Doch zunächst hiess es, das Image der Schweiz wieder aufzupolieren. Die Strategie lautete: Bei jeder Gelegenheit betonen, wie potent die Wirtschaftsbeziehungen zwischen den Ländern sind. Die Schweiz ist immerhin der siebtgrösste ausländische Investor in den USA.
Guter Ruf der Schweiz wiederhergestellt
Und gelegen kam auch das rege Interesse der USA an der Schweizer Berufslehre. «Dieser Austausch wird ausserordentlich geschätzt. Das hat schon zwei Mal zur Unterzeichnung eines Memorandums geführt, im vergangenen Dezember auch mit der Trump-Administration. Da haben mich meine Kollegen beneidet. Dass wir gleich drei Minister am Tisch hatten, das ist aussergewöhnlich in Washington.»

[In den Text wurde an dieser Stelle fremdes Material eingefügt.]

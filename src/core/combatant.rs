//! Combatant identification and per-combatant vitals.
//!
//! ## CombatantId
//!
//! Opaque identifier. The two seats of a match must use distinct ids.
//!
//! ## Combatant
//!
//! Health, mana and a fixed attack catalog. Vitals are clamped to
//! `[0, max]` by every mutator, so no sequence of turns can push them out
//! of range.

use serde::{Deserialize, Serialize};
use smallvec::SmallVec;

use super::attack::Attack;

/// Default ceiling for both health and mana.
pub const DEFAULT_MAX_VITAL: u32 = 100;

/// Combatant identifier.
#[derive(Clone, Copy, Debug, PartialEq, Eq, Hash, PartialOrd, Ord, Serialize, Deserialize)]
pub struct CombatantId(pub u32);

impl CombatantId {
    /// Create a new combatant ID.
    #[must_use]
    pub const fn new(id: u32) -> Self {
        Self(id)
    }

    /// Get the raw ID value.
    #[must_use]
    pub const fn raw(self) -> u32 {
        self.0
    }
}

impl std::fmt::Display for CombatantId {
    fn fmt(&self, f: &mut std::fmt::Formatter<'_>) -> std::fmt::Result {
        write!(f, "Combatant {}", self.0)
    }
}

/// One side of a battle.
///
/// ## Example
///
/// ```
/// use quiz_battle::core::{Attack, Combatant, CombatantId};
///
/// let knight = Combatant::new(CombatantId::new(1), "Knight")
///     .with_attack(Attack::new("Slash", 10, 0))
///     .with_attack(Attack::new("Trivia Smite", 30, 25).quiz_gated());
///
/// assert_eq!(knight.health, 100);
/// assert_eq!(knight.mana, 100);
/// assert!(knight.attack("Slash").is_some());
/// ```
#[derive(Clone, Debug, PartialEq, Eq, Serialize, Deserialize)]
pub struct Combatant {
    pub id: CombatantId,
    pub name: String,
    pub max_health: u32,
    pub health: u32,
    pub max_mana: u32,
    pub mana: u32,

    /// Ordered attack catalog.
    /// SmallVec keeps the typical four-attack loadout inline.
    pub attacks: SmallVec<[Attack; 4]>,
}

impl Combatant {
    /// Create a combatant at full health and mana with an empty catalog.
    pub fn new(id: CombatantId, name: impl Into<String>) -> Self {
        Self {
            id,
            name: name.into(),
            max_health: DEFAULT_MAX_VITAL,
            health: DEFAULT_MAX_VITAL,
            max_mana: DEFAULT_MAX_VITAL,
            mana: DEFAULT_MAX_VITAL,
            attacks: SmallVec::new(),
        }
    }

    /// Append an attack to the catalog.
    #[must_use]
    pub fn with_attack(mut self, attack: Attack) -> Self {
        self.attacks.push(attack);
        self
    }

    /// Look up an attack in the catalog by name.
    #[must_use]
    pub fn attack(&self, name: &str) -> Option<&Attack> {
        self.attacks.iter().find(|a| a.name == name)
    }

    /// Attacks the combatant can currently pay for, in catalog order.
    pub fn affordable_attacks(&self) -> impl Iterator<Item = &Attack> {
        self.attacks.iter().filter(move |a| a.is_affordable(self.mana))
    }

    /// Whether health has reached zero.
    #[must_use]
    pub fn is_defeated(&self) -> bool {
        self.health == 0
    }

    /// Reset health and mana to their maxima.
    pub fn restore(&mut self) {
        self.health = self.max_health;
        self.mana = self.max_mana;
    }

    /// Deduct mana, saturating at zero.
    pub(crate) fn spend_mana(&mut self, amount: u32) {
        self.mana = self.mana.saturating_sub(amount);
    }

    /// Add mana, capped at `max_mana`.
    pub(crate) fn gain_mana(&mut self, amount: u32) {
        self.mana = self.mana.saturating_add(amount).min(self.max_mana);
    }

    /// Apply damage, saturating at zero health.
    pub(crate) fn take_damage(&mut self, amount: u32) {
        self.health = self.health.saturating_sub(amount);
    }
}
//! Attack definitions.
//!
//! Attacks are immutable catalog entries. A combatant carries its own
//! ordered catalog; the engine never mutates an `Attack`.

use serde::{Deserialize, Serialize};

/// One entry in a combatant's attack catalog.
///
/// ## Example
///
/// ```
/// use quiz_battle::core::Attack;
///
/// let jab = Attack::new("Jab", 8, 0);
/// let riddle = Attack::new("Riddle Strike", 30, 25).quiz_gated();
///
/// assert!(!jab.requires_quiz);
/// assert!(riddle.requires_quiz);
/// ```
#[derive(Clone, Debug, PartialEq, Eq, Hash, Serialize, Deserialize)]
pub struct Attack {
    /// Display name, unique within a catalog.
    pub name: String,

    /// Base damage before any quiz multiplier.
    pub damage: u32,

    /// Mana deducted from the attacker when used.
    pub mana_cost: u32,

    /// Whether the attacker must answer a question to use this attack.
    pub requires_quiz: bool,
}

impl Attack {
    /// Create an attack that resolves without a quiz.
    pub fn new(name: impl Into<String>, damage: u32, mana_cost: u32) -> Self {
        Self {
            name: name.into(),
            damage,
            mana_cost,
            requires_quiz: false,
        }
    }

    /// Mark this attack as quiz-gated.
    #[must_use]
    pub fn quiz_gated(mut self) -> Self {
        self.requires_quiz = true;
        self
    }

    /// Whether a combatant holding `mana` can pay for this attack.
    #[must_use]
    pub fn is_affordable(&self, mana: u32) -> bool {
        mana >= self.mana_cost
    }
}

impl std::fmt::Display for Attack {
    fn fmt(&self, f: &mut std::fmt::Formatter<'_>) -> std::fmt::Result {
        write!(f, "{}", self.name)
    }
}

#[cfg(test)]
mod tests {
    use super::*;

    #[test]
    fn test_attack_builder() {
        let attack = Attack::new("Fireball", 25, 20).quiz_gated();

        assert_eq!(attack.name, "Fireball");
        assert_eq!(attack.damage, 25);
        assert_eq!(attack.mana_cost, 20);
        assert!(attack.requires_quiz);
    }

    #[test]
    fn test_affordability() {
        let attack = Attack::new("Fireball", 25, 20);

        assert!(attack.is_affordable(20));
        assert!(attack.is_affordable(100));
        assert!(!attack.is_affordable(19));
        assert!(Attack::new("Punch", 5, 0).is_affordable(0));
    }
}
//! Battle configuration.
//!
//! `BattleConfig` collects every tunable of the engine: vital ceilings,
//! mana regeneration, the damage multiplier tables and the attempt budget
//! for driven matches. `BattleConfig::default()` reproduces the standard
//! 1v1 quiz battle.

use serde::{Deserialize, Serialize};

use super::combatant::DEFAULT_MAX_VITAL;
use crate::damage::MultiplierTable;

/// Who regains mana at the end of a turn.
#[derive(Clone, Copy, Debug, Default, PartialEq, Eq, Serialize, Deserialize)]
pub enum RegenPolicy {
    /// Only the combatant who just took the hit.
    #[default]
    Defender,
    /// Both combatants.
    Both,
}

/// Engine configuration.
#[derive(Clone, Debug, PartialEq, Serialize, Deserialize)]
pub struct BattleConfig {
    /// Health each combatant starts a match with (and its ceiling).
    pub max_health: u32,

    /// Mana each combatant starts a match with (and its ceiling).
    pub max_mana: u32,

    /// Mana granted at the end of every resolved turn.
    pub mana_regen: u32,

    /// Which combatants receive `mana_regen`.
    pub regen_policy: RegenPolicy,

    /// Upper bound on attack submissions (accepted or rejected) in a
    /// driven match before it is declared stalled.
    pub max_attempts: u32,

    /// Difficulty/speed multiplier tables for quiz-gated attacks.
    pub multipliers: MultiplierTable,
}

impl Default for BattleConfig {
    fn default() -> Self {
        Self {
            max_health: DEFAULT_MAX_VITAL,
            max_mana: DEFAULT_MAX_VITAL,
            mana_regen: 10,
            regen_policy: RegenPolicy::Defender,
            max_attempts: 1_000,
            multipliers: MultiplierTable::default(),
        }
    }
}

impl BattleConfig {
    /// Set the health ceiling.
    #[must_use]
    pub fn with_max_health(mut self, max_health: u32) -> Self {
        self.max_health = max_health;
        self
    }

    /// Set the mana ceiling.
    #[must_use]
    pub fn with_max_mana(mut self, max_mana: u32) -> Self {
        self.max_mana = max_mana;
        self
    }

    /// Set per-turn mana regeneration.
    #[must_use]
    pub fn with_mana_regen(mut self, amount: u32) -> Self {
        self.mana_regen = amount;
        self
    }

    /// Set who regenerates mana.
    #[must_use]
    pub fn with_regen_policy(mut self, policy: RegenPolicy) -> Self {
        self.regen_policy = policy;
        self
    }

    /// Set the attempt budget for driven matches.
    #[must_use]
    pub fn with_max_attempts(mut self, attempts: u32) -> Self {
        self.max_attempts = attempts;
        self
    }

    /// Replace the multiplier tables.
    #[must_use]
    pub fn with_multipliers(mut self, table: MultiplierTable) -> Self {
        self.multipliers = table;
        self
    }
}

Heute sieht Botschafter Dahinden den guten Ruf der Schweiz in den USA wiederhergestellt. Mehr noch: Eine mögliche neue Verhandlungsrunde für ein Freihandelsabkommen wird auf höchster Ebene diskutiert. Die Schweiz erhielt ein neues Schutzmachtmandat der USA für Venezuela. Auch wurde sie soeben von der US-Liste währungsmanipulierender Länder entfernt.
Es ist in gewissem Masse wahrscheinlich ein Vorteil, dass die Schweiz nicht der EU angehört. Das merken wir.
Und nun gibt es sogar Bewegung beim Doppelbesteuerungsabkommen, das seit zehn Jahren im Senat blockiert ist. Die Chemie zwischen der Trump-Regierung und der Schweiz stimme, sagt Dahinden: «Wir vertreten ähnliche Vorstellungen in wirtschaftspolitischen Fragen. Es ist in einem gewissen Masse wahrscheinlich auch ein Vorteil, wenn man nicht der EU angehört. Das merken wir.»
Aber stünde es der Schweiz nicht an, auf etwas mehr Distanz zur umstrittenen Trump-Regierung zu gehen, wie doch einige Stimmen nach dem Besuch von Bundespräsident Ueli Maurer bissig kommentierten? «Ich sehe das nicht so. Herr Maurer ist ins Weisse Haus gekommen und hat die schweizerischen Interessen vertreten. Das hat er sehr gut gemacht und da braucht es keine Distanz.»
Mit Botschafter Martin Dahinden verlässt ein Diplomat Washington, der mit seiner dünkelfreien Art im Haifischteich der US-Hauptstadt Beziehungen kitten konnte.